Anyway, my point is, if you are not okay with your clit-bearing partner masturbating and including all aspects of that masturbation practice in your sexual encounters, then you need to get over that shit quick. And I mean you need to not just 'be okay' with it, you need to expect it, enjoy it, make extra room for it, and encourage it (without being pushy).

2 Be patient with clit-bearers and masturbation. The truth is a lot of women don't know shit about their orgasm, haven't masturbated and are a bit confused/embarrassed/sad/mad/frustrated/hurt by their relationship to orgasm, masturbation and sexual partners. We can be confused and confusing when it comes to orgasm and masturbation and, well, just deal with it.

Be open and prepared with everything I said up above, but also let your partner do whatever they need. This sexual culture for ladies is a real asshole, and frankly, we get fucked up in it. Getting through the tangle of fucked-upedness is a slow, arduous journey and it's different for every women, so be patient and kind and thoughtful and don't get mad or pushy or patronizing or indignant, or for god sake, sulky.

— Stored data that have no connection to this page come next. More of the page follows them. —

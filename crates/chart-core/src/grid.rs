// File: crates/chart-core/src/grid.rs
// Summary: Tick layout helpers (even spacing and "nice" 1/2/5 steps).

pub fn linspace(start: f64, end: f64, steps: usize) -> Vec<f64> {
    if steps < 2 { return vec![start, end]; }
    let step = (end - start) / (steps as f64 - 1.0);
    (0..steps).map(|i| start + step * i as f64).collect()
}

const MAX_EXACT_INDEX: f64 = 9_007_199_254_740_992.0;

/// Roughly `count` round tick values covering `[start, stop]`, on steps of 1, 2 or 5 × 10^k.
/// Order follows the input (descending when `stop < start`).
pub fn nice_ticks(start: f64, stop: f64, count: usize) -> Vec<f64> {
    if count == 0 || !start.is_finite() || !stop.is_finite() { return Vec::new(); }
    if start == stop { return vec![start]; }
    let reverse = stop < start;
    let (lo, hi) = if reverse { (stop, start) } else { (start, stop) };

    let step = (hi - lo) / count as f64;
    let power = step.log10().floor();
    let error = step / 10f64.powf(power);
    let factor = if error >= 50f64.sqrt() {
        10.0
    } else if error >= 10f64.sqrt() {
        5.0
    } else if error >= 2f64.sqrt() {
        2.0
    } else {
        1.0
    };

    // For sub-unit steps divide by the inverse increment to keep values like 0.3 exact.
    let (first, last, to_value): (f64, f64, Box<dyn Fn(i64) -> f64>) = if power >= 0.0 {
        let inc = factor * 10f64.powf(power);
        ((lo / inc).ceil(), (hi / inc).floor(), Box::new(move |i| i as f64 * inc))
    } else {
        let inv = 10f64.powf(-power) / factor;
        ((lo * inv).ceil(), (hi * inv).floor(), Box::new(move |i| i as f64 / inv))
    };
    // Tick indices past f64's exact integer range cannot be stepped; use the endpoints.
    let mut out: Vec<f64> = if first.abs() > MAX_EXACT_INDEX || last.abs() > MAX_EXACT_INDEX {
        vec![lo, hi]
    } else {
        (first as i64..=last as i64).map(to_value).filter(|v| (lo..=hi).contains(v)).collect()
    };
    if reverse { out.reverse(); }
    out
}
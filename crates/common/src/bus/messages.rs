//! Message value types published on the notification bus
//!
//! These are emitted by the aggregator and the executor as the lifecycle of
//! watched paths progresses, and consumed by presentation-layer observers.

use std::path::PathBuf;

use super::Notification;
use crate::action::ActionKind;

/// Per-window tally of raw filesystem events
///
/// Counts are raw tallies: every observed event is counted independently,
/// even multiple events for the same path within one window. Per-path
/// minimization happens downstream in the action registry, not here.
#[derive(Debug, Clone, Copy, PartialEq, Eq, Default)]
pub struct AggregatedFileEventStatus {
    pub added: usize,
    pub modified: usize,
    pub deleted: usize,
    pub moved: usize,
}

impl AggregatedFileEventStatus {
    pub fn total(&self) -> usize {
        self.added + self.modified + self.deleted + self.moved
    }
}

/// Published when the executor hands an action to the remote store
#[derive(Debug, Clone)]
pub struct FileExecutionStarted {
    pub path: PathBuf,
    pub kind: ActionKind,
}

/// Published when a remote operation completed and the record went `Synced`
#[derive(Debug, Clone)]
pub struct FileExecutionSucceeded {
    pub path: PathBuf,
    /// The action type that was applied remotely.
    pub kind: ActionKind,
}

/// Published when a record exhausted its retry budget and went `Failed`
#[derive(Debug, Clone)]
pub struct FileExecutionFailed {
    pub path: PathBuf,
    pub reason: String,
}

/// Informational message for UI surfaces
#[derive(Debug, Clone)]
pub struct InformationMessage {
    pub title: String,
    pub description: String,
}

/// Warning message for UI surfaces
#[derive(Debug, Clone)]
pub struct WarningMessage {
    pub title: String,
    pub description: String,
}

impl Notification for AggregatedFileEventStatus {}
impl Notification for FileExecutionStarted {}
impl Notification for FileExecutionSucceeded {}
impl Notification for FileExecutionFailed {}
impl Notification for InformationMessage {}
impl Notification for WarningMessage {}
//! Per-path action records and their lifecycle
//!
//! Every watched path with a pending or in-flight synchronization action has
//! exactly one [`FileActionRecord`], owned by the [`ActionRegistry`]. The
//! pure merge and transition rules live in [`machine`]; the registry applies
//! them under its lock so the one-record-per-path invariant is enforced
//! structurally rather than by convention.

pub mod machine;
mod record;
mod registry;

pub use machine::{ExecutionOutcome, Merge};
pub use record::{ActionKind, ActionState, FileActionRecord, Origin};
pub use registry::{ActionRegistry, CompletionEffect, CompletionNotice, UpsertEffect};
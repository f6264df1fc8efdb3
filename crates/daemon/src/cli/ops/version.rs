use clap::Args;

use crate::cli::op::{Op, OpContext};

#[derive(Args, Debug, Clone)]
pub struct Version;

#[derive(Debug, thiserror::Error)]
pub enum VersionError {
    #[error("version operation failed: {0}")]
    Failed(String),
}

#[async_trait::async_trait]
impl Op for Version {
    type Error = VersionError;
    type Output = String;

    async fn execute(&self, _ctx: &OpContext) -> Result<Self::Output, Self::Error> {
        Ok(format!("skiff {}", env!("CARGO_PKG_VERSION")))
    }
}
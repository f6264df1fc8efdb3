//! Pure merge and transition rules for action records
//!
//! These functions have no access to the registry map; they compute what
//! should happen and the registry applies it under its lock.

use super::record::ActionKind;

/// How a classified execution result drives the record's lifecycle
#[derive(Debug, Clone, PartialEq, Eq)]
pub enum ExecutionOutcome {
    /// The remote store accepted the operation.
    Success,
    /// Recoverable failure; eligible for another attempt.
    Retry(String),
    /// The remote version diverged from the local base the action assumed.
    Conflict,
    /// Non-recoverable failure; retrying will not help.
    Fatal(String),
}

/// Decision for a second event arriving while a record is still waiting
#[derive(Debug, Clone, PartialEq, Eq)]
pub enum Merge {
    /// The pending action already covers the new event.
    Absorb,
    /// The pending action is replaced by a different one.
    Replace(ActionKind),
    /// The events cancel out; the record is retired with nothing to do.
    Drop,
}

/// Merge a newly observed event into a not-yet-executing record
///
/// This is where per-path minimization happens: an editor save burst or a
/// create-then-edit sequence within one window collapses to a single
/// remote operation.
pub fn merge_kinds(existing: &ActionKind, incoming: ActionKind) -> Merge {
    use ActionKind::*;
    match (existing, incoming) {
        // A move always wins: the path itself is changing.
        (_, Move { to }) => Merge::Replace(Move { to }),
        // The pending create will upload the latest content anyway.
        (Create, Update) => Merge::Absorb,
        // Created and deleted before we ever told the remote: net nothing.
        (Create, Delete) => Merge::Drop,
        // The content change is moot, only the delete matters.
        (Update, Delete) => Merge::Replace(Delete),
        // Deleted and recreated while queued: the remote still has the old
        // content, so this is a content change.
        (Delete, Create) => Merge::Replace(Update),
        (a, b) if *a == b => Merge::Absorb,
        (_, incoming) => Merge::Replace(incoming),
    }
}

/// Transition applied when an executing record's operation terminates
#[derive(Debug, Clone, PartialEq, Eq)]
pub enum CompletionTransition {
    /// `Executing -> Synced`, record retired.
    Synced,
    /// `Executing -> Queued` with the incremented attempt count.
    Requeue { attempts: u32 },
    /// `Executing -> Failed`, record retired for this attempt chain.
    Failed { reason: String },
    /// `Executing -> Conflict`; the resolver runs synchronously from here.
    Conflict,
}

/// Classify a completed operation against the retry budget
pub fn completion_transition(
    attempts: u32,
    max_attempts: u32,
    outcome: ExecutionOutcome,
) -> CompletionTransition {
    match outcome {
        ExecutionOutcome::Success => CompletionTransition::Synced,
        ExecutionOutcome::Conflict => CompletionTransition::Conflict,
        ExecutionOutcome::Fatal(reason) => CompletionTransition::Failed { reason },
        ExecutionOutcome::Retry(reason) => {
            let attempts = attempts + 1;
            if attempts < max_attempts {
                CompletionTransition::Requeue { attempts }
            } else {
                CompletionTransition::Failed { reason }
            }
        }
    }
}
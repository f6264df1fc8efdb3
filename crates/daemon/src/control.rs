//! Synthetic-action entry point
//!
//! External command surfaces (context menu, local control endpoint) inject
//! user-initiated actions here. They travel through the aggregator like any
//! local event, so they inherit the same debouncing and per-path
//! serialization as watcher traffic.

use std::path::PathBuf;

use common::{EventAggregator, EventKind, InformationMessage, NotificationBus, Origin};

/// Cloneable handle for injecting user-initiated actions
#[derive(Clone)]
pub struct ControlHandle {
    aggregator: EventAggregator,
    bus: NotificationBus,
}

impl ControlHandle {
    pub fn new(aggregator: EventAggregator, bus: NotificationBus) -> Self {
        Self { aggregator, bus }
    }

    /// Remove a path from the remote store
    pub fn hard_delete(&self, path: PathBuf) {
        self.bus.publish(InformationMessage {
            title: "Delete requested".to_string(),
            description: format!("{} will be removed from the remote store", path.display()),
        });
        self.aggregator.observe(path, EventKind::Deleted, Origin::Local);
    }

    /// Push the current local content of a path, restoring a prior version
    pub fn recover_version(&self, path: PathBuf) {
        self.bus.publish(InformationMessage {
            title: "Recovery requested".to_string(),
            description: format!("{} will be restored from the local copy", path.display()),
        });
        self.aggregator.observe(path, EventKind::Modified, Origin::Local);
    }

    /// Share a folder with a peer
    ///
    /// The share itself is carried by the store layer; the folder is
    /// re-announced as a local change so its state is pushed first.
    pub fn share_folder(&self, path: PathBuf, peer: String) {
        self.bus.publish(InformationMessage {
            title: "Folder shared".to_string(),
            description: format!("{} shared with {}", path.display(), peer),
        });
        self.aggregator.observe(path, EventKind::Modified, Origin::Local);
    }
}
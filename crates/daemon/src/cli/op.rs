use std::path::PathBuf;

/// Shared context for CLI operations
#[derive(Debug, Clone)]
pub struct OpContext {
    /// State directory (`~/.skiff` unless overridden).
    pub state_dir: PathBuf,
}

/// A CLI operation: parsed arguments that execute into a displayable output
#[async_trait::async_trait]
pub trait Op {
    type Error: std::error::Error + Send + Sync + 'static;
    type Output: std::fmt::Display;

    async fn execute(&self, ctx: &OpContext) -> Result<Self::Output, Self::Error>;
}
//! Event debouncer/aggregator
//!
//! Absorbs event storms (an editor save can trigger several OS
//! notifications) into one batch per fixed time window. The window opens on
//! the first event after a flush and fires once after the configured delay;
//! it is not restarted by later events. After a flush the next incoming
//! event opens a brand-new window.
//!
//! Per-window hand-off is copy-and-clear: producers append to the pending
//! list under its own lock and never block on a flush. The flush tallies
//! every raw observation into one [`AggregatedFileEventStatus`] (counts are
//! not netted per path) and pushes each observation into the action
//! registry, where per-path minimization happens.

use std::path::PathBuf;
use std::sync::atomic::{AtomicBool, Ordering};
use std::sync::Arc;
use std::time::Duration;

use parking_lot::Mutex;
use tracing::{debug, trace};

use crate::action::{ActionKind, ActionRegistry, Origin, UpsertEffect};
use crate::bus::{AggregatedFileEventStatus, NotificationBus};
use crate::config::SyncConfig;
use crate::executor::ActionDispatcher;

/// Raw change kind as observed by a watcher or pushed by the remote store
#[derive(Debug, Clone, PartialEq, Eq)]
pub enum EventKind {
    Added,
    Modified,
    Deleted,
    Moved { to: PathBuf },
}

impl EventKind {
    fn into_action(self) -> ActionKind {
        match self {
            EventKind::Added => ActionKind::Create,
            EventKind::Modified => ActionKind::Update,
            EventKind::Deleted => ActionKind::Delete,
            EventKind::Moved { to } => ActionKind::Move { to },
        }
    }
}

/// One observed event, as appended by a producer
#[derive(Debug, Clone)]
pub struct RawEvent {
    pub path: PathBuf,
    pub kind: EventKind,
    pub origin: Origin,
}

/// Immutable snapshot of one debounce window, produced at flush time
#[derive(Debug)]
pub struct AggregatedEventBatch {
    pub status: AggregatedFileEventStatus,
    pub events: Vec<RawEvent>,
}

impl AggregatedEventBatch {
    fn new(events: Vec<RawEvent>) -> Self {
        let mut status = AggregatedFileEventStatus::default();
        for event in &events {
            match event.kind {
                EventKind::Added => status.added += 1,
                EventKind::Modified => status.modified += 1,
                EventKind::Deleted => status.deleted += 1,
                EventKind::Moved { .. } => status.moved += 1,
            }
        }
        Self { status, events }
    }
}

struct AggregatorInner {
    window: Duration,
    pending: Mutex<Vec<RawEvent>>,
    flush_armed: AtomicBool,
    bus: NotificationBus,
    registry: Arc<ActionRegistry>,
    dispatcher: ActionDispatcher,
    runtime: tokio::runtime::Handle,
}

/// See module docs
///
/// Cheap to clone; producers (watcher callbacks, remote-event routing, the
/// control surface) each hold a clone and may append from any thread.
#[derive(Clone)]
pub struct EventAggregator {
    inner: Arc<AggregatorInner>,
}

impl EventAggregator {
    /// Must be called from within a tokio runtime; the flush timer task is
    /// spawned onto the current runtime even when events later arrive from
    /// non-runtime threads (watcher callbacks).
    pub fn new(
        config: &SyncConfig,
        bus: NotificationBus,
        registry: Arc<ActionRegistry>,
        dispatcher: ActionDispatcher,
    ) -> Self {
        Self {
            inner: Arc::new(AggregatorInner {
                window: config.debounce_window(),
                pending: Mutex::new(Vec::new()),
                flush_armed: AtomicBool::new(false),
                bus,
                registry,
                dispatcher,
                runtime: tokio::runtime::Handle::current(),
            }),
        }
    }

    /// Append one raw event to the current window
    ///
    /// The first event after a flush arms the single flush timer; concurrent
    /// calls during the pending window keep appending to the same batch.
    pub fn observe(&self, path: PathBuf, kind: EventKind, origin: Origin) {
        trace!(path = %path.display(), kind = ?kind, origin = ?origin, "observed event");
        self.inner.pending.lock().push(RawEvent { path, kind, origin });

        if !self.inner.flush_armed.swap(true, Ordering::SeqCst) {
            let inner = self.inner.clone();
            self.inner.runtime.spawn(async move {
                tokio::time::sleep(inner.window).await;
                Self::flush(&inner);
            });
        }
    }

    /// Flush whatever is pending without waiting for the timer
    ///
    /// Used at shutdown so the last window is not lost. The armed timer may
    /// still fire afterwards; it finds an empty batch and does nothing.
    pub fn flush_now(&self) {
        Self::flush(&self.inner);
    }

    fn flush(inner: &Arc<AggregatorInner>) {
        // Disarm before taking the snapshot: an event sneaking in between
        // the two steps either lands in this batch or arms a fresh window,
        // never neither.
        inner.flush_armed.store(false, Ordering::SeqCst);
        let events = std::mem::take(&mut *inner.pending.lock());
        if events.is_empty() {
            return;
        }

        let batch = AggregatedEventBatch::new(events);
        debug!(
            added = batch.status.added,
            modified = batch.status.modified,
            deleted = batch.status.deleted,
            moved = batch.status.moved,
            "window flushed"
        );
        inner.bus.publish(batch.status);

        for event in batch.events {
            let effect =
                inner
                    .registry
                    .record_event(event.path, event.kind.into_action(), event.origin);
            if let UpsertEffect::Enqueued(path) = effect {
                if let Err(e) = inner.dispatcher.wake(path) {
                    debug!("executor not accepting work: {}", e);
                }
            }
        }
    }
}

If it's hard for you to deal with, I'm sorry. It's harder for them. If you don't like it, you can always just move on.

3 Don't feel bad about masturbating, desiring, or fantasizing. You deserve the power to make yourself orgasm. All humans do.

That said, remember your ability to see fantasies in porn and other media that include you using another person in ways that are orgasmic and sexually exciting to you, but neither orgasmic nor sexually exciting to the person on the receiving end are like a million times greater than that of a clit-bearer. Even if some people who would be on the receiving end say they like it and in porn and movies most actors act as if they LOVE it, use your goddamn head and put yourself in their place remembering all the stuff in this blog and my movie about how lady-gasms do and do not work and remembering that sex is much, much, much grosser when you are not highly aroused.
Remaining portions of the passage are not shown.